Scan the lines below for "nalgebra"; report the number of lines that contain it, and only that.

Extracted data entries:
*** Begin section ***

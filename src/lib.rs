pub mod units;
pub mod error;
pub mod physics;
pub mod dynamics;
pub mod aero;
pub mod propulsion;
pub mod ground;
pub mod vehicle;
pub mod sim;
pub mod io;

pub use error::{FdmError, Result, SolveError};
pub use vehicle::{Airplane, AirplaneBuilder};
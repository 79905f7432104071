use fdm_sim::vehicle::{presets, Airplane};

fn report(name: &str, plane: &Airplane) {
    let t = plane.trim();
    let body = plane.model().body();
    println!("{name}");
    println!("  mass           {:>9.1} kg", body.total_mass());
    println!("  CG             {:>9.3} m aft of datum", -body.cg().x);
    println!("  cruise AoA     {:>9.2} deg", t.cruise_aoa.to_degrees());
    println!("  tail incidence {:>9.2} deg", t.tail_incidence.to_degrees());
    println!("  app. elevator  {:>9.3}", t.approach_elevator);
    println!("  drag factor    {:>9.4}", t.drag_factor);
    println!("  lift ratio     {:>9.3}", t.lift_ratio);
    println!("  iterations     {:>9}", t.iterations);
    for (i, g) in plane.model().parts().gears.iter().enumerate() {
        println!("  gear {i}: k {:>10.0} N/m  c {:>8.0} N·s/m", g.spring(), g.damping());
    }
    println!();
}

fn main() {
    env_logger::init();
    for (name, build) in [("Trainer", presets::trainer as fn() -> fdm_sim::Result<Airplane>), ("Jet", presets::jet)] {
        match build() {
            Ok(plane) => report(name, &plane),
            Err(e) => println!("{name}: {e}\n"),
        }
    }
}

*** End section ***
*** Begin section ***

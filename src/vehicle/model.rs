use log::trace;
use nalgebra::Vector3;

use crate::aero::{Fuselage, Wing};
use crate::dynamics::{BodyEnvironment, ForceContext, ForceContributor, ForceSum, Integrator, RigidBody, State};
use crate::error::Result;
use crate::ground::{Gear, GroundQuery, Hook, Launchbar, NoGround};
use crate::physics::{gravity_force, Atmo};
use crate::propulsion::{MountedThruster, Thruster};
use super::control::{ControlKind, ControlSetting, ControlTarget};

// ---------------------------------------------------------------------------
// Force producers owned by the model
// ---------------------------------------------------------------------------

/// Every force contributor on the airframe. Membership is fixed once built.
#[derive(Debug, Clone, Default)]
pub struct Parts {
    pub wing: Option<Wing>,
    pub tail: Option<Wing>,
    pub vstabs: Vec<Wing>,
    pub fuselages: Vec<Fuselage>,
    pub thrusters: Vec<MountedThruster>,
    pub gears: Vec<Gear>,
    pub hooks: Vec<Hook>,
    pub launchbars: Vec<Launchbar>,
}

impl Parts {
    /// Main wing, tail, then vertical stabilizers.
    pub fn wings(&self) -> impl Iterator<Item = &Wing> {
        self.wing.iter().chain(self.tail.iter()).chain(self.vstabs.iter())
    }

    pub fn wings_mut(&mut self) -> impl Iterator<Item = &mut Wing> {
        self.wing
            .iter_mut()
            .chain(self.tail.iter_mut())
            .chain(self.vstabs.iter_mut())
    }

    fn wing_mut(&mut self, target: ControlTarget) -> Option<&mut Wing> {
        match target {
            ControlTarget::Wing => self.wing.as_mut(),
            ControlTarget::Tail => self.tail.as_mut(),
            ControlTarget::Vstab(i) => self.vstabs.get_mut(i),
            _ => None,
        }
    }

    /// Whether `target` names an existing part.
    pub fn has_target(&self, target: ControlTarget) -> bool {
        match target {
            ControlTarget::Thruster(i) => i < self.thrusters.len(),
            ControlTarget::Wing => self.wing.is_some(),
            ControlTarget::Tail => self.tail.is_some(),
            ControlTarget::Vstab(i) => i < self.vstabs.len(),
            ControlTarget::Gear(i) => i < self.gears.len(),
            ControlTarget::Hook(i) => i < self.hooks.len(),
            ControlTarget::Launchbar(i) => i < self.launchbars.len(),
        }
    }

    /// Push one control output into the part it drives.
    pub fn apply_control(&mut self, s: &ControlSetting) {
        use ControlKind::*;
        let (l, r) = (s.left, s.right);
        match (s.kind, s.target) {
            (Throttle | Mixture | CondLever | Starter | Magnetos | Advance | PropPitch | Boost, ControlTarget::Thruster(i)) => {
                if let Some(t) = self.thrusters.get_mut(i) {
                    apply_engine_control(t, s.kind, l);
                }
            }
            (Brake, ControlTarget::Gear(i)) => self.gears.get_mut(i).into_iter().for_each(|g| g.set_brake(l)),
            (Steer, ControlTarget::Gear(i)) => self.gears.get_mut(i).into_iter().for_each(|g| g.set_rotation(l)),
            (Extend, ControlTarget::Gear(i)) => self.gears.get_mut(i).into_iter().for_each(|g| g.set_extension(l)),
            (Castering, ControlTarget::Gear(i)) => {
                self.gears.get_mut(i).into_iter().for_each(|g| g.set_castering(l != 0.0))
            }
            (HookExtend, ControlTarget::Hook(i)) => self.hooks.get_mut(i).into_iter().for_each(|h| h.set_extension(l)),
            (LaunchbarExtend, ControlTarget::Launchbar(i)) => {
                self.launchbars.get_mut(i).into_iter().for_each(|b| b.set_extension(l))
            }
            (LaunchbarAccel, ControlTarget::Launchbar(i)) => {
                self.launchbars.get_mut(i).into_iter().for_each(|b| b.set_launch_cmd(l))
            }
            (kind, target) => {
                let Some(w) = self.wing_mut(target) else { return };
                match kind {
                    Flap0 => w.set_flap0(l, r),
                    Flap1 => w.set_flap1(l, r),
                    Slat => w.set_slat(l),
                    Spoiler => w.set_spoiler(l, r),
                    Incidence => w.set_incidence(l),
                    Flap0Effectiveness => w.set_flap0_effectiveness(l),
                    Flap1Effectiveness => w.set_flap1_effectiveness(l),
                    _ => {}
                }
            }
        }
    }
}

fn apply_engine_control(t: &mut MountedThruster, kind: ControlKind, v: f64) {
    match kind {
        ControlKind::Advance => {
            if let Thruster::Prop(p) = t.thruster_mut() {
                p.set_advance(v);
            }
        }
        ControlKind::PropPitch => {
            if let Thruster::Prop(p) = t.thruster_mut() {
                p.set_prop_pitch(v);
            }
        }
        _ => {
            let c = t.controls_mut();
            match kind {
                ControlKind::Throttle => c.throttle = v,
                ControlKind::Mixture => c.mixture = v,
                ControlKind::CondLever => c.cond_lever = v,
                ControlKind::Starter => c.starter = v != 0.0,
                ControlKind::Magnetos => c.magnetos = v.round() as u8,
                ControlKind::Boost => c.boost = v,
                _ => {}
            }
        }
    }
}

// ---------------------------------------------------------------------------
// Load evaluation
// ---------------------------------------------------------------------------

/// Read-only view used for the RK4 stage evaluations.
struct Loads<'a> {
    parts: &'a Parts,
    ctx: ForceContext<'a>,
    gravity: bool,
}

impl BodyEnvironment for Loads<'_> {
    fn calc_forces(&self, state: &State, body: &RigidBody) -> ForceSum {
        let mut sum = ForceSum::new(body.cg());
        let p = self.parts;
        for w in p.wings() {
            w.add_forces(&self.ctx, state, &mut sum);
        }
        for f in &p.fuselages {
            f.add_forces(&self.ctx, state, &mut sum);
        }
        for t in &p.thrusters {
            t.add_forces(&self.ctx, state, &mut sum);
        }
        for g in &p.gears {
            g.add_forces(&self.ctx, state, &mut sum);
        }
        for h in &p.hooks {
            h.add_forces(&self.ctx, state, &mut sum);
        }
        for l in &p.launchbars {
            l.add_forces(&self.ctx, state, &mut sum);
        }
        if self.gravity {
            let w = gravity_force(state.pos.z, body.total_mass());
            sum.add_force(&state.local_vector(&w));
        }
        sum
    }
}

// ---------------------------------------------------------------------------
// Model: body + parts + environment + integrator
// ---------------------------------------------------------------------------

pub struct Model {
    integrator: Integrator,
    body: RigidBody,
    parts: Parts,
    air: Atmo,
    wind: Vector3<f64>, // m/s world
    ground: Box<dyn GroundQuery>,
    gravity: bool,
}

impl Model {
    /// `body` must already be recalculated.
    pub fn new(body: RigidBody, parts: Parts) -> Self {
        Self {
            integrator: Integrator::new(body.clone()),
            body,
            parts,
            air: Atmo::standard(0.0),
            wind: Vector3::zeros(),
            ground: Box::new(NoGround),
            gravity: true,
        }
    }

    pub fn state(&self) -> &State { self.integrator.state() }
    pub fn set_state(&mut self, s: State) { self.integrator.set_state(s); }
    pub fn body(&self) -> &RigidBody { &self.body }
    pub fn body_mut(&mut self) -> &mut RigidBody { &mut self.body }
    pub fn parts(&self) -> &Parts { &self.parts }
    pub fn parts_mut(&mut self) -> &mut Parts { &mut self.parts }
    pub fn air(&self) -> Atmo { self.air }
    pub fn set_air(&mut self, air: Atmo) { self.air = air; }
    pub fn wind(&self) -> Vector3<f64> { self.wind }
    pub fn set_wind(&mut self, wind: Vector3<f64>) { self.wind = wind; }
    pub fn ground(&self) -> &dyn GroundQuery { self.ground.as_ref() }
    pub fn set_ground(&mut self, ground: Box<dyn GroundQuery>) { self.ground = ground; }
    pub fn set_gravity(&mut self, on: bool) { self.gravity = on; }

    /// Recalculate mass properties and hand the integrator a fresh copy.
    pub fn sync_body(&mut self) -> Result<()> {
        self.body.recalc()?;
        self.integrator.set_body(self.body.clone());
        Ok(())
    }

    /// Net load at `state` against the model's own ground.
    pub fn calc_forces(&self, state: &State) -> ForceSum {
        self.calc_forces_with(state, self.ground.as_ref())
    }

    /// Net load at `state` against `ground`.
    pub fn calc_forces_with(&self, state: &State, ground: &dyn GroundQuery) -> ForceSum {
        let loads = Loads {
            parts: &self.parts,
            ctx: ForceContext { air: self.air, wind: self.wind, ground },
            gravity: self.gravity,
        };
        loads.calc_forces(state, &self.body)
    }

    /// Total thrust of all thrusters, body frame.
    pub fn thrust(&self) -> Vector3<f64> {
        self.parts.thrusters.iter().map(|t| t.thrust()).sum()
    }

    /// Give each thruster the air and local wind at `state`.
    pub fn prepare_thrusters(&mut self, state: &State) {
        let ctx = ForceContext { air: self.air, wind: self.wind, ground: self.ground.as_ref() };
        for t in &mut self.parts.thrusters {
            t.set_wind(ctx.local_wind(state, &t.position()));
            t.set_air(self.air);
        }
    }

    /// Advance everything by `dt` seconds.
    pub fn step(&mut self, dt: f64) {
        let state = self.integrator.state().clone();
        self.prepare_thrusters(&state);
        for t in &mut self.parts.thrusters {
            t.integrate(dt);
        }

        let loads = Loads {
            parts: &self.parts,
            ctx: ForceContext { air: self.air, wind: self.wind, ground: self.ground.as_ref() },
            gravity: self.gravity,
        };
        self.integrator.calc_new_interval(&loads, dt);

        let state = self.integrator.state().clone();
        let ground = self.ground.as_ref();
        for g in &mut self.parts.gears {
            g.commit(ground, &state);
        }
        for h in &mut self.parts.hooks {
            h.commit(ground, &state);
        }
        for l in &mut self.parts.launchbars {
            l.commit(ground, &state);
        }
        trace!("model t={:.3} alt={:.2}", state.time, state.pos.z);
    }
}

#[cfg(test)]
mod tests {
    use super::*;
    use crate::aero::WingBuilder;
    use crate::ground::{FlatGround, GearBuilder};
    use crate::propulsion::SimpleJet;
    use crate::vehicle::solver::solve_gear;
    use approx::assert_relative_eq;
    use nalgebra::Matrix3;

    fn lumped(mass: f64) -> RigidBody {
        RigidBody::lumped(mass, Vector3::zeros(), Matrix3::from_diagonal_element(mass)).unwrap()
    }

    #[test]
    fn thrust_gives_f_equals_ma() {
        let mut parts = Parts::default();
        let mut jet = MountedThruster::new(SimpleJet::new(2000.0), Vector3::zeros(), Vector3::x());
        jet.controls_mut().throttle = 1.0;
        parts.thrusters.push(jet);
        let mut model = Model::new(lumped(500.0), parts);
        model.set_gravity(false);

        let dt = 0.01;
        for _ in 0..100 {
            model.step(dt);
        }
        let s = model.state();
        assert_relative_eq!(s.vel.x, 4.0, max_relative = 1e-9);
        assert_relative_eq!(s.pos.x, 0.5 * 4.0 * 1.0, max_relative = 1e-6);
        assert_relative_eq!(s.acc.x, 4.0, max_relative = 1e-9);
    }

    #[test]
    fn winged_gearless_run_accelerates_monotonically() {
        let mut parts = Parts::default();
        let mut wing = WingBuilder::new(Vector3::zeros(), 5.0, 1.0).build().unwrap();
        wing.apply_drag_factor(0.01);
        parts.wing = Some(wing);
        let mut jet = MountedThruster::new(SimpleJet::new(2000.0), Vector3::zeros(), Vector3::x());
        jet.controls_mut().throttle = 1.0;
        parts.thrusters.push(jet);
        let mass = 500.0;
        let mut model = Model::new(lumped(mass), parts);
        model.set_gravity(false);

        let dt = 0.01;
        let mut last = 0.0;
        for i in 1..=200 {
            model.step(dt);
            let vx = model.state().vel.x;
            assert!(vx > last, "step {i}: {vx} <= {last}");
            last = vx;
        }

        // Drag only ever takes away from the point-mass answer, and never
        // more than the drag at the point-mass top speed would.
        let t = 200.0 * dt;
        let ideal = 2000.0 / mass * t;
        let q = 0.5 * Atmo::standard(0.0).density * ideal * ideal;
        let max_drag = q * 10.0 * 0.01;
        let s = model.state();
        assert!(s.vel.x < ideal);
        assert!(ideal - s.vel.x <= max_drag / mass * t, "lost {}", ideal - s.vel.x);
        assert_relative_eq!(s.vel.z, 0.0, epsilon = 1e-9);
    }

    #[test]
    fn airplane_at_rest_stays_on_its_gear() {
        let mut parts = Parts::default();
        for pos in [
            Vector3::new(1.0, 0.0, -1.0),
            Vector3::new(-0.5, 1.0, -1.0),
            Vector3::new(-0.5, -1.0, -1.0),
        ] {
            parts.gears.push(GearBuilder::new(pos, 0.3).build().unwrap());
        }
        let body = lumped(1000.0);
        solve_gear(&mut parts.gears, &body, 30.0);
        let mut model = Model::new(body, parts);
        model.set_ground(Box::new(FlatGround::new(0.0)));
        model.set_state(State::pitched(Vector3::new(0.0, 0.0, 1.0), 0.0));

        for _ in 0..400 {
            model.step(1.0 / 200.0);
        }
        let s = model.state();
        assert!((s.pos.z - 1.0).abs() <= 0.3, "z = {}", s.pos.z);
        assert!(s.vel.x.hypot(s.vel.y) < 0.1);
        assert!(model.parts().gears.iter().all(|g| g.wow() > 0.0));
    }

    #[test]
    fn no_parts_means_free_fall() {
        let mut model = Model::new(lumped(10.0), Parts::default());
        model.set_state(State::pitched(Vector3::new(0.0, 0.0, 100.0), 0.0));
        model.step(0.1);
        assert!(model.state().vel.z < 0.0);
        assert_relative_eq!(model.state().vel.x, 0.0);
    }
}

*** End section ***

Task result ->
2